The first three-year loan scheme, introduced in the weeks after ECB chief Mario Draghi took charge of the bank, came amid fear of a new credit crunch in the euro zone banking system.
The new scheme, dubbed a “maxi-auction” in Mr Draghi’s native Italy, comes amid renewed divisions in Europe over the size of the euro zone bailout funds.
It also comes after Taoiseach Enda Kenny said that the Government will put Europe’s new fiscal treaty to a referendum.
“The first one was really for the banks to get their house in order,” said ECB governing council Ewald Nowotny, chief of the Austrian central bank. “The second will have an even more direct effect for the real economy.”
Although no euro zone official has said so publicly, the authorities believe commercial banks will use at least some of the money to buy the sovereign bonds of distressed euro countries on the open market.
The bonds of Italy and Spain command significantly higher yields than the ECB’s 1 per cent rate, meaning the scheme gives them an opportunity for profit while shoring up demand for peripheral bonds. Italian 10-year bonds, for example, are currently yielding 5.43 per cent.
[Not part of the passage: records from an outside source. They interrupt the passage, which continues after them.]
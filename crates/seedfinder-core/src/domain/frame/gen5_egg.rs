//! Gen 5 breeding
//!
//! An egg frame reads the PID stream in this order:
//!
//! ```text
//! [species coin] nature [everstone coin] [hidden ability roll]
//! inheritance pairs (stat, parent) ... PID attempts
//! ```
//!
//! The IVs themselves come from the IV stream; [`Gen5EggFrame::resolve`]
//! applies the inheritance to an IV frame.

use super::{BREEDING_ORDER, FrameGenerator, Inheritance, Parent, apply_inheritance};
use crate::domain::rng::Gen5Rng;
use crate::domain::types::{Ability, Gender, GenderRatio, GameVersion, Ivs, Nature, Pid, TrainerId};
use serde::{Deserialize, Serialize};

/// A roll below this passes the mother's hidden ability
const HIDDEN_ABILITY_THRESHOLD: u32 = 60;

const MASUDA_EXTRA_ROLLS: u32 = 5;
const SHINY_CHARM_EXTRA_ROLLS: u32 = 2;

#[derive(Clone, Copy, Debug, PartialEq, Eq, Hash, Serialize, Deserialize)]
pub struct Gen5EggParameters {
    pub id: TrainerId,
    pub version: GameVersion,
    pub gender_ratio: GenderRatio,
    /// Mother is Nidoran-F or Illumise: the species is a coin flip and
    /// decides the gender (0 = mother's species, female)
    pub species_coin: bool,
    /// Nature of the parent holding an Everstone
    pub everstone: Option<Nature>,
    /// Mother has her hidden ability
    pub hidden_ability_mother: bool,
    /// Parents from different-language games
    pub masuda: bool,
    pub shiny_charm: bool,
}

impl Gen5EggParameters {
    pub fn new(id: TrainerId, version: GameVersion) -> Self {
        Self {
            id,
            version,
            gender_ratio: GenderRatio::Even,
            species_coin: false,
            everstone: None,
            hidden_ability_mother: false,
            masuda: false,
            shiny_charm: false,
        }
    }

    fn pid_rolls(&self) -> u32 {
        let mut rolls = 1;
        if self.masuda {
            rolls += MASUDA_EXTRA_ROLLS;
        }
        if self.shiny_charm && self.version.is_sequel() {
            rolls += SHINY_CHARM_EXTRA_ROLLS;
        }
        rolls
    }
}

#[derive(Clone, Copy, Debug, Default, PartialEq, Eq, Hash, Serialize, Deserialize)]
pub struct Gen5EggFrame {
    pub number: u32,
    pub seed: u64,
    /// Species coin result (0 = mother's species) when it was drawn
    pub species: Option<u32>,
    pub nature: Nature,
    pub everstone_applied: bool,
    pub ability: Ability,
    pub inheritance: [Inheritance; 3],
    pub pid: Pid,
    pub gender: Gender,
    pub shiny: bool,
}

impl Gen5EggFrame {
    /// Final IVs from an IV frame and both parents
    pub fn resolve(&self, ivs: Ivs, parent_a: Ivs, parent_b: Ivs) -> Ivs {
        apply_inheritance(ivs, &self.inheritance, parent_a, parent_b)
    }
}

#[derive(Clone, Debug)]
pub struct Gen5EggGenerator {
    params: Gen5EggParameters,
    rng: Gen5Rng,
    frame: Gen5EggFrame,
}

impl Gen5EggGenerator {
    pub fn new(raw_seed: u64, params: Gen5EggParameters) -> Self {
        Self {
            params,
            rng: Gen5Rng::new(raw_seed),
            frame: Gen5EggFrame::default(),
        }
    }

    fn derive(&self, number: u32) -> Gen5EggFrame {
        let p = &self.params;
        let seed = self.rng.state();
        let mut rng = self.rng;

        let species = p.species_coin.then(|| rng.coin());

        let mut nature = Nature::from_index(rng.rand(25));
        let mut everstone_applied = false;
        if let Some(everstone) = p.everstone {
            if rng.coin() == 1 {
                nature = everstone;
                everstone_applied = true;
            }
        }

        let hidden = p.hidden_ability_mother && rng.rand(100) < HIDDEN_ABILITY_THRESHOLD;

        let mut inheritance = [Inheritance::default(); 3];
        let mut count = 0;
        while count < 3 {
            let stat = BREEDING_ORDER[rng.rand(6) as usize];
            let parent = Parent::from_bit(rng.coin());
            if inheritance[..count].iter().any(|i| i.stat == stat) {
                continue;
            }
            inheritance[count] = Inheritance { stat, parent };
            count += 1;
        }

        let mut pid = Pid(rng.next_u32());
        for _ in 1..p.pid_rolls() {
            if pid.is_shiny(p.id) {
                break;
            }
            pid = Pid(rng.next_u32());
        }

        Gen5EggFrame {
            number,
            seed,
            species,
            nature,
            everstone_applied,
            ability: if hidden { Ability::Hidden } else { pid.ability_gen5() },
            inheritance,
            pid,
            gender: match species {
                Some(0) => Gender::Female,
                Some(_) => Gender::Male,
                None => pid.gender(p.gender_ratio),
            },
            shiny: pid.is_shiny(p.id),
        }
    }
}

impl FrameGenerator for Gen5EggGenerator {
    type Frame = Gen5EggFrame;

    fn advance(&mut self) {
        self.frame = self.derive(self.frame.number + 1);
        self.rng.next_u64();
    }

    fn skip(&mut self, n: u32) {
        if n == 0 {
            return;
        }
        self.rng.jump(n as u64 - 1);
        self.frame.number += n - 1;
        self.advance();
    }

    fn current(&self) -> &Gen5EggFrame {
        &self.frame
    }

    fn frame_number(&self) -> u32 {
        self.frame.number
    }
}

#[cfg(test)]
mod tests {
    use super::*;
    use crate::domain::types::Stat;

    const SEED: u64 = 0x490C_C591_E17E_7DB7;

    fn params() -> Gen5EggParameters {
        Gen5EggParameters::new(TrainerId::new(1000, 2000), GameVersion::Black2)
    }

    #[test]
    fn test_plain_draw_order() {
        let mut generator = Gen5EggGenerator::new(SEED, params());
        generator.advance();
        let frame = generator.current();

        let mut rng = Gen5Rng::new(SEED);
        let nature = Nature::from_index(rng.rand(25));
        let mut stats = Vec::new();
        while stats.len() < 3 {
            let stat = BREEDING_ORDER[rng.rand(6) as usize];
            rng.coin();
            if !stats.contains(&stat) {
                stats.push(stat);
            }
        }
        let pid = Pid(rng.next_u32());

        assert_eq!(frame.species, None);
        assert_eq!(frame.nature, nature);
        assert_eq!(frame.inheritance.map(|i| i.stat).to_vec(), stats);
        assert_eq!(frame.pid, pid);
    }

    #[test]
    fn test_species_coin_sets_gender() {
        let mut p = params();
        p.species_coin = true;
        p.gender_ratio = GenderRatio::FemaleOnly;
        let mut generator = Gen5EggGenerator::new(SEED, p);
        let mut males = 0;
        for _ in 0..200 {
            generator.advance();
            let frame = generator.current();
            let coin = frame.species.unwrap();
            let expected = if coin == 0 { Gender::Female } else { Gender::Male };
            assert_eq!(frame.gender, expected);
            males += (frame.gender == Gender::Male) as u32;
        }
        assert!((60..140).contains(&males), "males = {males}");

        let mut first = Gen5EggGenerator::new(SEED, p);
        first.advance();
        let mut rng = Gen5Rng::new(SEED);
        assert_eq!(first.current().species, Some(rng.coin()));
    }

    #[test]
    fn test_everstone() {
        let mut p = params();
        p.everstone = Some(Nature::Jolly);
        let mut generator = Gen5EggGenerator::new(SEED, p);
        let mut applied = 0;
        for _ in 0..400 {
            generator.advance();
            let frame = generator.current();
            if frame.everstone_applied {
                applied += 1;
                assert_eq!(frame.nature, Nature::Jolly);
            }
        }
        assert!((150..250).contains(&applied), "applied = {applied}");
    }

    #[test]
    fn test_hidden_ability_rate() {
        let mut p = params();
        p.hidden_ability_mother = true;
        let mut generator = Gen5EggGenerator::new(SEED, p);
        let mut hidden = 0;
        for _ in 0..1000 {
            generator.advance();
            hidden += (generator.current().ability == Ability::Hidden) as u32;
        }
        assert!((520..680).contains(&hidden), "hidden = {hidden}");
    }

    #[test]
    fn test_pid_rolls() {
        let mut p = params();
        p.masuda = true;
        p.shiny_charm = true;
        assert_eq!(p.pid_rolls(), 8);
        p.version = GameVersion::White;
        assert_eq!(p.pid_rolls(), 6);
    }

    #[test]
    fn test_resolve() {
        let mut generator = Gen5EggGenerator::new(SEED, params());
        generator.advance();
        let frame = generator.current();
        let resolved = frame.resolve(Ivs::new([5; 6]), Ivs::new([31; 6]), Ivs::new([30; 6]));
        let inherited: Vec<Stat> = frame.inheritance.iter().map(|i| i.stat).collect();
        for stat in Stat::ALL {
            let value = resolved.stat(stat);
            if inherited.contains(&stat) {
                assert!(value == 31 || value == 30);
            } else {
                assert_eq!(value, 5);
            }
        }
    }

    #[test]
    fn test_skip_matches_advance() {
        let mut p = params();
        p.species_coin = true;
        p.everstone = Some(Nature::Bold);
        let mut stepped = Gen5EggGenerator::new(SEED, p);
        for _ in 0..25 {
            stepped.advance();
        }
        let mut skipped = Gen5EggGenerator::new(SEED, p);
        skipped.skip(25);
        assert_eq!(stepped.current(), skipped.current());
    }
}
With the ECB’s sovereign bond-buying programme on secondary market in abeyance, Mr Nowotny and other ECB figures have all but ruled out the prospect of a further medium-term liquidity scheme for banks.
“If number one was a success and number two was a success, that doesn’t mean there has to be number three,” Mr Nowotny has said.
German Bundesbank chief Jens Weidmann warned in recent days that the latest initiative brought with it a “not insignificant” level of risk. “At this point, I don’t see any necessity to discuss further measures.”
The ECB is making an unlimited amount of funds available against eligible collateral at the average of its benchmark rate – currently a record 1 per cent – over the three-year loan term.
In anticipation of today’s offer, the ECB said yesterday that it was lending €134 billion to banks for one day. These loans settle today, giving banks the opportunity to refinance the money for three years.
Separately, the ECB temporarily suspended the eligibility of Greek bonds for use as collateral in its funding operations. The development comes as the stricken country proceeds with a bond-swap to cut its national debt by up to €107 billion, an initiative which led Standard Poor’s to impose a “selective default” rating on Greek bonds.
The ECB said national central banks may provide “emergency liquidity assistance” to Greece until the activation of a €35 billion collateral enhancement scheme with the European Financial Stability Facility bailout fund.